Cancer and HIV. Not the most charming bedfellows, but researchers have long noted that HIVers have higher rates of certain cancers. Some, such as Kaposi’s sarcoma, non-Hodgkin’s lymphoma and cervical cancer, herald an AIDS diagnosis. Now it’s becoming clear that some other cancers are more prevalent in HIVers, too. Lung cancer is three times likelier to hit HIVers than negative folk and five times more after the onset of AIDS, according to Sam Mbulaiteye, MD, of the National Cancer Institute. (Estimates put lung cancer in non-HIVers at about one in 1,000 per year for men and a bit lower for women.) Hodgkin’s lymphoma occurs 10 times more among people with HIV.
In HIVers, these—like melanoma and testicular, anal and genital cancer—progress faster and appear at a more advanced stage and younger age. Symptom confusion may hurt if, say, a doc pegs an HIVer’s cough as pneumonia, not lung cancer.
Docs had long assumed that HIVers’ immune systems could not guard against emerging tumor cells.

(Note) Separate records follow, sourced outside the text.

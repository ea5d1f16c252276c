use crate::data_io::DatasetKind;
use crate::dataset::Dim;
use crate::error::{EnsembleError, Result};
use crate::grid::{SpatialBounds, DEFAULT_LAT_NAMES, DEFAULT_LON_NAMES};
use crate::lazy::Reduction;
use crate::member::{MemberOrder, MemberParser};
use crate::time_utils::{parse_datetime, Period};
use chrono::{DateTime, Utc};
use clap::{Arg, ArgAction, ArgMatches, Command};
use serde::Deserialize;
use std::path::{Path, PathBuf};

/// Settings of one assembly run
///
/// Passed explicitly into the assembler so that assembly never depends on
/// process-wide state. Loadable from TOML; every field has a default.
#[derive(Debug, Clone, PartialEq, Deserialize)]
#[serde(default, deny_unknown_fields)]
pub struct AssemblyConfig {
    /// Data variable; auto-detected when absent
    pub variable: Option<String>,
    /// Regex with one capture group extracting the member token from a file name
    pub member_pattern: Option<String>,
    pub member_order: MemberOrder,
    /// Split each file into chunks of at most this many time steps
    pub time_steps_per_chunk: Option<usize>,
    /// Reject members spread over several files
    pub one_file_per_member: bool,
    pub lat_names: Vec<String>,
    pub lon_names: Vec<String>,
    /// Size of the compute pool; rayon's default when absent
    pub num_threads: Option<usize>,
}

impl Default for AssemblyConfig {
    fn default() -> Self {
        Self {
            variable: None,
            member_pattern: None,
            member_order: MemberOrder::Numeric,
            time_steps_per_chunk: None,
            one_file_per_member: false,
            lat_names: DEFAULT_LAT_NAMES.iter().map(|s| s.to_string()).collect(),
            lon_names: DEFAULT_LON_NAMES.iter().map(|s| s.to_string()).collect(),
            num_threads: None,
        }
    }
}

impl AssemblyConfig {
    pub fn from_toml_str(text: &str) -> Result<Self> {
        let config: Self = toml::from_str(text).map_err(|e| EnsembleError::Config(e.to_string()))?;
        config.validate()?;
        Ok(config)
    }

    pub fn from_file(path: &Path) -> Result<Self> {
        let text = std::fs::read_to_string(path)?;
        Self::from_toml_str(&text)
            .map_err(|e| EnsembleError::Config(format!("{}: {}", path.display(), e)))
    }

    /// Parser for the configured member convention
    pub fn member_parser(&self) -> Result<MemberParser> {
        match &self.member_pattern {
            Some(pattern) => MemberParser::with_pattern(pattern),
            None => Ok(MemberParser::default()),
        }
    }

    /// Validate configuration parameters
    pub fn validate(&self) -> Result<()> {
        if self.time_steps_per_chunk == Some(0) {
            return Err(EnsembleError::Config(
                "time_steps_per_chunk must be positive".to_string(),
            ));
        }
        if self.num_threads == Some(0) {
            return Err(EnsembleError::Config("num_threads must be positive".to_string()));
        }
        if self.lat_names.is_empty() || self.lon_names.is_empty() {
            return Err(EnsembleError::Config(
                "lat_names and lon_names need at least one candidate".to_string(),
            ));
        }
        if matches!(&self.variable, Some(name) if name.trim().is_empty()) {
            return Err(EnsembleError::Config("variable name is empty".to_string()));
        }
        self.member_parser()?;
        Ok(())
    }

    /// Apply command line overrides on top of file or default settings
    fn apply_matches(&mut self, matches: &ArgMatches) -> Result<()> {
        if let Some(variable) = matches.get_one::<String>("variable") {
            self.variable = Some(variable.clone());
        }
        if let Some(pattern) = matches.get_one::<String>("member-pattern") {
            self.member_pattern = Some(pattern.clone());
        }
        if let Some(order) = matches.get_one::<String>("member-order") {
            self.member_order = match order.as_str() {
                "numeric" => MemberOrder::Numeric,
                "lexical" => MemberOrder::Lexical,
                other => return Err(EnsembleError::Config(format!("invalid member order '{}'", other))),
            };
        }
        if let Some(steps) = matches.get_one::<String>("chunk-steps") {
            self.time_steps_per_chunk = Some(parse_number(steps, "chunk-steps")?);
        }
        if let Some(threads) = matches.get_one::<String>("num-threads") {
            self.num_threads = Some(parse_number(threads, "num-threads")?);
        }
        if matches.get_flag("one-file-per-member") {
            self.one_file_per_member = true;
        }
        if let Some(names) = matches.get_one::<String>("lat-names") {
            self.lat_names = split_list(names);
        }
        if let Some(names) = matches.get_one::<String>("lon-names") {
            self.lon_names = split_list(names);
        }
        Ok(())
    }
}

/// Subcommand selected on the command line
#[derive(Debug, Clone, PartialEq)]
pub enum CliCommand {
    /// Assemble and print a summary
    Info { pattern: String },
    /// Assemble, subset and write NetCDF
    Subset {
        pattern: String,
        region: Region,
        output: PathBuf,
    },
    /// Assemble, align with a reference and print bias metrics
    Bias(BiasJob),
}

/// Region of a subset request
#[derive(Debug, Clone, PartialEq)]
pub enum Region {
    Bounds(SpatialBounds),
    /// Extent of a reference dataset
    Reference { path: PathBuf, kind: DatasetKind },
}

#[derive(Debug, Clone, PartialEq)]
pub struct BiasJob {
    pub pattern: String,
    pub reference: PathBuf,
    pub reference_kind: DatasetKind,
    pub reference_variable: Option<String>,
    pub period: Period,
    pub reduction: Reduction,
    pub compute_ens_mean: bool,
    /// Explicit window; the common time range when absent
    pub window: Option<(DateTime<Utc>, DateTime<Utc>)>,
    pub dims: Vec<Dim>,
}
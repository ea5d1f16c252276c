use super::common::FILL_VALUE_F32;
use crate::dataset::DatasetLike;
use crate::error::{EnsembleError, Result};
use crate::grid::{GridCoords, GridKind, LAT, LAT2D, LON, LON2D};
use crate::time_utils::{CfTimeUnits, TimeUnit};
use chrono::{TimeZone, Utc};
use std::path::{Path, PathBuf};

/// Units of the time axis in written files
pub const OUTPUT_TIME_UNITS: &str = "hours since 1970-01-01 00:00:00";

/// NetCDF writer for unified and reference datasets
///
/// Forces the dataset's task graph and writes one CF-style file: a `time`
/// axis, an optional `member` axis, then either `lat`/`lon` coordinate
/// variables or `lat2d`/`lon2d` auxiliary fields over `y`/`x`.
#[derive(Debug, Clone)]
pub struct NetCDFWriter {
    pub file_path: PathBuf,
}

impl NetCDFWriter {
    /// Create a new NetCDF writer
    pub fn new(file_path: impl AsRef<Path>) -> Self {
        Self {
            file_path: file_path.as_ref().to_path_buf(),
        }
    }

    pub fn write<D: DatasetLike>(&self, dataset: &D) -> Result<()> {
        let dataset = dataset.dataset();
        let values = dataset.compute()?;
        let [y_dim, x_dim] = dataset.grid().spatial_dims();
        let (ny, nx) = dataset.grid().shape();
        let nt = dataset.times().len();

        let mut file = netcdf::create(&self.file_path)?;

        file.add_dimension("time", nt)?;
        if let Some(members) = dataset.members() {
            file.add_dimension("member", members.len())?;
        }
        file.add_dimension(y_dim, ny)?;
        file.add_dimension(x_dim, nx)?;

        file.add_attribute("Conventions", "CF-1.8")?;
        file.add_attribute("source", "ensgrid")?;
        let creation_time = Utc::now().format("%Y-%m-%dT%H:%M:%S%.3fZ").to_string();
        file.add_attribute("history", format!("Created on {}", creation_time))?;

        let epoch = Utc.with_ymd_and_hms(1970, 1, 1, 0, 0, 0).single().ok_or_else(|| {
            EnsembleError::InvalidTime {
                reason: "cannot build output time origin".to_string(),
            }
        })?;
        let units = CfTimeUnits::new(TimeUnit::Hours, epoch);
        {
            let time_values: Vec<f64> = dataset.times().iter().map(|t| units.encode(t)).collect();
            let mut time_var = file.add_variable::<f64>("time", &["time"])?;
            time_var.put_attribute("units", OUTPUT_TIME_UNITS)?;
            time_var.put_attribute("calendar", "standard")?;
            time_var.put_attribute("standard_name", "time")?;
            if nt > 0 {
                time_var.put_values(&time_values, ..)?;
            }
        }

        if let Some(members) = dataset.members() {
            let numbers: Vec<i64> = members.iter().map(|m| m.number() as i64).collect();
            let labels: Vec<&str> = members.iter().map(|m| m.label()).collect();
            let mut member_var = file.add_variable::<i64>("member", &["member"])?;
            member_var.put_attribute("long_name", "ensemble member")?;
            member_var.put_attribute("labels", labels.join(","))?;
            member_var.put_values(&numbers, ..)?;
        }

        match dataset.grid().coords() {
            GridCoords::Regular { lat, lon } => {
                add_coordinate(&mut file, LAT, &[LAT], &lat.to_vec(), "latitude", "degrees_north")?;
                add_coordinate(&mut file, LON, &[LON], &lon.to_vec(), "longitude", "degrees_east")?;
            }
            GridCoords::Irregular { lat2d, lon2d } => {
                let lat_values: Vec<f64> = lat2d.iter().copied().collect();
                let lon_values: Vec<f64> = lon2d.iter().copied().collect();
                add_coordinate(&mut file, LAT2D, &["y", "x"], &lat_values, "latitude", "degrees_north")?;
                add_coordinate(&mut file, LON2D, &["y", "x"], &lon_values, "longitude", "degrees_east")?;
            }
        }

        let mut dims = vec!["time"];
        if dataset.members().is_some() {
            dims.push("member");
        }
        dims.extend([y_dim, x_dim]);

        let mut data_var = file.add_variable::<f32>(dataset.variable(), &dims)?;
        data_var.put_attribute("_FillValue", FILL_VALUE_F32)?;
        if dataset.grid().kind() == GridKind::Irregular2D {
            data_var.put_attribute("coordinates", format!("{} {}", LAT2D, LON2D))?;
        }
        if !values.values().is_empty() {
            let data: Vec<f32> = values
                .values()
                .iter()
                .map(|&v| if v.is_nan() { FILL_VALUE_F32 } else { v })
                .collect();
            data_var.put_values(&data, ..)?;
        }

        log::info!(
            "wrote '{}' {:?} to {}",
            dataset.variable(),
            values.shape(),
            self.file_path.display()
        );
        Ok(())
    }
}

fn add_coordinate(
    file: &mut netcdf::FileMut,
    name: &str,
    dims: &[&str],
    values: &[f64],
    standard_name: &str,
    units: &str,
) -> Result<()> {
    let mut var = file.add_variable::<f64>(name, dims)?;
    var.put_attribute("units", units)?;
    var.put_attribute("standard_name", standard_name)?;
    if !values.is_empty() {
        var.put_values(values, ..)?;
    }
    Ok(())
}
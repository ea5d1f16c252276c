use super::{find_coordinate_name, DataReader, HeaderRequest, RawFileHeader, VariableInfo};
use crate::error::{EnsembleError, Result};
use crate::grid::RawCoordinate;
use chrono::{DateTime, Utc};
use ndarray::{s, Array3};
use std::collections::{BTreeMap, HashMap};
use std::ops::Range;
use std::path::{Path, PathBuf};
use std::sync::atomic::{AtomicUsize, Ordering};
use std::sync::{PoisonError, RwLock};

/// One file held in memory
#[derive(Debug, Clone)]
pub struct MemoryFile {
    pub coordinates: Vec<RawCoordinate>,
    pub times: Vec<DateTime<Utc>>,
    /// Data variables laid out as (time, y, x)
    pub variables: BTreeMap<String, Array3<f32>>,
}

impl MemoryFile {
    pub fn new(lat: RawCoordinate, lon: RawCoordinate, times: Vec<DateTime<Utc>>) -> Self {
        Self {
            coordinates: vec![lat, lon],
            times,
            variables: BTreeMap::new(),
        }
    }

    pub fn with_variable(mut self, name: impl Into<String>, values: Array3<f32>) -> Self {
        self.variables.insert(name.into(), values);
        self
    }
}

/// Reader over files registered in memory
///
/// Stands in for NetCDF when the file layout, not the format, is under test.
/// Counts value reads so laziness can be observed.
#[derive(Debug, Default)]
pub struct InMemoryReader {
    files: RwLock<HashMap<PathBuf, MemoryFile>>,
    value_reads: AtomicUsize,
}

impl InMemoryReader {
    pub fn new() -> Self {
        Self::default()
    }

    pub fn insert(&self, path: impl Into<PathBuf>, file: MemoryFile) {
        self.files
            .write()
            .unwrap_or_else(PoisonError::into_inner)
            .insert(path.into(), file);
    }

    /// Number of `read_values` calls served so far
    pub fn value_reads(&self) -> usize {
        self.value_reads.load(Ordering::SeqCst)
    }

    fn with_file<T>(&self, path: &Path, f: impl FnOnce(&MemoryFile) -> Result<T>) -> Result<T> {
        let files = self
            .files
            .read()
            .map_err(|_| EnsembleError::Config("in-memory file table is poisoned".to_string()))?;
        let file = files.get(path).ok_or_else(|| {
            EnsembleError::Io(std::io::Error::new(
                std::io::ErrorKind::NotFound,
                format!("no in-memory file at {}", path.display()),
            ))
        })?;
        f(file)
    }
}

impl DataReader for InMemoryReader {
    fn read_header(&self, path: &Path, request: &HeaderRequest) -> Result<RawFileHeader> {
        self.with_file(path, |file| {
            let names: Vec<String> = file.coordinates.iter().map(|c| c.name.clone()).collect();
            let coordinate = |candidates: &[String], axis: &str| -> Result<RawCoordinate> {
                let name = find_coordinate_name(candidates, &names)
                    .ok_or_else(|| EnsembleError::MissingVariable {
                        name: format!("{} coordinate (tried {:?})", axis, candidates),
                        path: path.to_path_buf(),
                    })?;
                file.coordinates
                    .iter()
                    .find(|c| c.name == name)
                    .cloned()
                    .ok_or_else(|| EnsembleError::MissingVariable {
                        name: name.to_string(),
                        path: path.to_path_buf(),
                    })
            };
            let lat = coordinate(request.lat_names, "latitude")?;
            let lon = coordinate(request.lon_names, "longitude")?;

            let name = match request.variable {
                Some(name) => name.to_string(),
                None if file.variables.len() == 1 => file.variables.keys().next().cloned().unwrap_or_default(),
                None => {
                    return Err(EnsembleError::MissingVariable {
                        name: format!("unambiguous data variable among {:?}", file.variables.keys()),
                        path: path.to_path_buf(),
                    })
                }
            };
            let values = file.variables.get(&name).ok_or_else(|| EnsembleError::MissingVariable {
                name: name.clone(),
                path: path.to_path_buf(),
            })?;

            Ok(RawFileHeader {
                path: path.to_path_buf(),
                variable: VariableInfo {
                    name,
                    dimensions: vec!["time".to_string(), "y".to_string(), "x".to_string()],
                    shape: values.shape().to_vec(),
                    units: None,
                },
                lat,
                lon,
                times: file.times.clone(),
            })
        })
    }

    fn read_values(&self, path: &Path, variable: &str, time: Range<usize>) -> Result<Array3<f32>> {
        self.value_reads.fetch_add(1, Ordering::SeqCst);
        self.with_file(path, |file| {
            let values = file.variables.get(variable).ok_or_else(|| EnsembleError::MissingVariable {
                name: variable.to_string(),
                path: path.to_path_buf(),
            })?;
            if time.end > values.shape()[0] {
                return Err(EnsembleError::shape(
                    format!("time window of {}", path.display()),
                    &[values.shape()[0]],
                    &[time.end],
                ));
            }
            Ok(values.slice(s![time, .., ..]).to_owned())
        })
    }
}
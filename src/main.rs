use ensgrid::{
    assemble::EnsembleAssembler,
    config::{AssemblyConfig, BiasJob, CliArgs, CliCommand, Region},
    data_io::{load_reference, NetCDFReader, NetCDFWriter},
    math::{aggregate_to_period_with, dataset_bias_metrics},
    parallel::build_thread_pool,
    subset::{subset, subset_to_extent},
    temporal::{align_pair, AlignMode},
    time_utils::format_datetime,
    Result,
};
use std::path::Path;
use std::time::Instant;

fn main() {
    let args = match CliArgs::from_args() {
        Ok(args) => args,
        Err(e) => {
            eprintln!("{}", e);
            std::process::exit(1);
        }
    };

    let default_filter = if args.verbose { "debug" } else { "info" };
    env_logger::Builder::from_env(env_logger::Env::default().default_filter_or(default_filter)).init();

    let pool = match build_thread_pool(args.config.num_threads) {
        Ok(pool) => pool,
        Err(e) => {
            eprintln!("Thread pool error: {}", e);
            std::process::exit(1);
        }
    };

    let result = pool.install(|| match &args.command {
        CliCommand::Info { pattern } => run_info(&args.config, pattern),
        CliCommand::Subset {
            pattern,
            region,
            output,
        } => run_subset(&args.config, pattern, region, output),
        CliCommand::Bias(job) => run_bias(&args.config, job),
    });

    if let Err(e) = result {
        eprintln!("Error: {}", e);
        std::process::exit(1);
    }
}

fn run_info(config: &AssemblyConfig, pattern: &str) -> Result<()> {
    let assembler = EnsembleAssembler::netcdf(config.clone())?;
    let paths = assembler.discover_files(pattern)?;

    println!("=== Variables of {} ===", paths[0].display());
    for info in NetCDFReader::new().list_variables(&paths[0])? {
        println!(
            "  {} {:?} {:?} [{}]",
            info.name,
            info.dimensions,
            info.shape,
            info.units.as_deref().unwrap_or("-")
        );
    }

    let dataset = assembler.assemble_paths(&paths)?;
    println!("\n=== Unified ensemble ({} files) ===", paths.len());
    println!("{}", dataset);
    for (alias, canonical) in dataset.grid().aliases() {
        println!("  {} -> {}", alias, canonical);
    }
    Ok(())
}

fn run_subset(config: &AssemblyConfig, pattern: &str, region: &Region, output: &Path) -> Result<()> {
    let start = Instant::now();
    let assembler = EnsembleAssembler::netcdf(config.clone())?;
    let dataset = assembler.assemble(pattern)?;

    let cut = match region {
        Region::Bounds(bounds) => subset(&dataset, bounds)?,
        Region::Reference { path, kind } => {
            let reference = load_reference(path, *kind, None)?;
            subset_to_extent(&dataset, &reference)?
        }
    };

    NetCDFWriter::new(output).write(&cut)?;
    println!("{}", cut);
    println!(
        "Subset written to {} in {:.2}s",
        output.display(),
        start.elapsed().as_secs_f64()
    );
    Ok(())
}

fn run_bias(config: &AssemblyConfig, job: &BiasJob) -> Result<()> {
    let start = Instant::now();
    let assembler = EnsembleAssembler::netcdf(config.clone())?;
    let ensemble = assembler.assemble(&job.pattern)?;
    let reference = load_reference(&job.reference, job.reference_kind, job.reference_variable.as_deref())?;

    let ensemble = subset_to_extent(&ensemble, &reference)?;
    let mode = match job.window {
        Some((start, end)) => AlignMode::Explicit { start, end },
        None => AlignMode::Intersection,
    };
    let (ensemble, reference) = align_pair(&ensemble, &reference, mode)?;

    let forecast = aggregate_to_period_with(&ensemble, job.period, job.compute_ens_mean, job.reduction);
    let observed = aggregate_to_period_with(&reference, job.period, true, job.reduction);
    let observed = observed.force_match_grid(forecast.grid())?;

    let metrics = dataset_bias_metrics(&forecast, &observed, &job.dims)?;

    println!("=== Bias of '{}' against {} '{}' ===", forecast.variable(), job.reference_kind, observed.dataset().variable());
    if let Some((first, last)) = forecast.time_range() {
        println!(
            "Window: {} .. {} ({} {} periods)",
            format_datetime(&first),
            format_datetime(&last),
            forecast.times().len(),
            job.period
        );
    }
    println!("{}", metrics);
    println!("\nCompleted in {:.2}s", start.elapsed().as_secs_f64());
    Ok(())
}
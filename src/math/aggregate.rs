use crate::dataset::DatasetLike;
use crate::lazy::Reduction;
use crate::time_utils::{format_datetime, Period};
use chrono::{DateTime, Utc};
use std::ops::Range;

/// Resample to `period` with the NaN-skipping mean
///
/// With `compute_ens_mean` the member axis is averaged away first, then the
/// ensemble mean is resampled. Otherwise each member is resampled on its own
/// and the member axis is kept.
pub fn aggregate_to_period<D: DatasetLike>(dataset: &D, period: Period, compute_ens_mean: bool) -> D {
    aggregate_to_period_with(dataset, period, compute_ens_mean, Reduction::Mean)
}

/// [`aggregate_to_period`] with an explicit reduction, e.g. `Sum` for precipitation totals
pub fn aggregate_to_period_with<D: DatasetLike>(
    dataset: &D,
    period: Period,
    compute_ens_mean: bool,
    reduction: Reduction,
) -> D {
    let source = if compute_ens_mean {
        dataset.dataset().ensemble_mean()
    } else {
        dataset.dataset().clone()
    };

    let (labels, groups) = period_groups(source.times(), period);
    log::debug!(
        "{} {:?} of '{}': {} steps into {} periods",
        period,
        reduction,
        source.variable(),
        source.times().len(),
        labels.len()
    );
    if let (Some(first), Some(last)) = (labels.first(), labels.last()) {
        log::debug!("periods {} .. {}", format_datetime(first), format_datetime(last));
    }

    let data = source.data().reduce_groups(&groups, reduction);
    D::from_dataset(source.with_time(labels, data))
}

/// Period labels (period starts) and the contiguous index run of each period
///
/// Only periods containing at least one time step are produced.
pub(crate) fn period_groups(times: &[DateTime<Utc>], period: Period) -> (Vec<DateTime<Utc>>, Vec<Range<usize>>) {
    let mut labels: Vec<DateTime<Utc>> = Vec::new();
    let mut groups: Vec<Range<usize>> = Vec::new();
    for (index, time) in times.iter().enumerate() {
        let label = period.start_of(time);
        if labels.last() == Some(&label) {
            if let Some(group) = groups.last_mut() {
                group.end = index + 1;
            }
        } else {
            labels.push(label);
            groups.push(index..index + 1);
        }
    }
    (labels, groups)
}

But Mbulaiteye says it may not be immune weakness or HIV that’s increasing the cancer risk, which, according to his team’s data, doesn’t seem to correlate with CD4 counts—even though counts under 200 are one sign of AIDS. Instead, he cites factors like smoking and HIV’s association with other cancer-causing viruses, such as Epstein Barr virus (linked with lymphoma) and human papillomavirus. It could also be an effect of HAART. But for now, Mbulaiteye says, we just don’t know.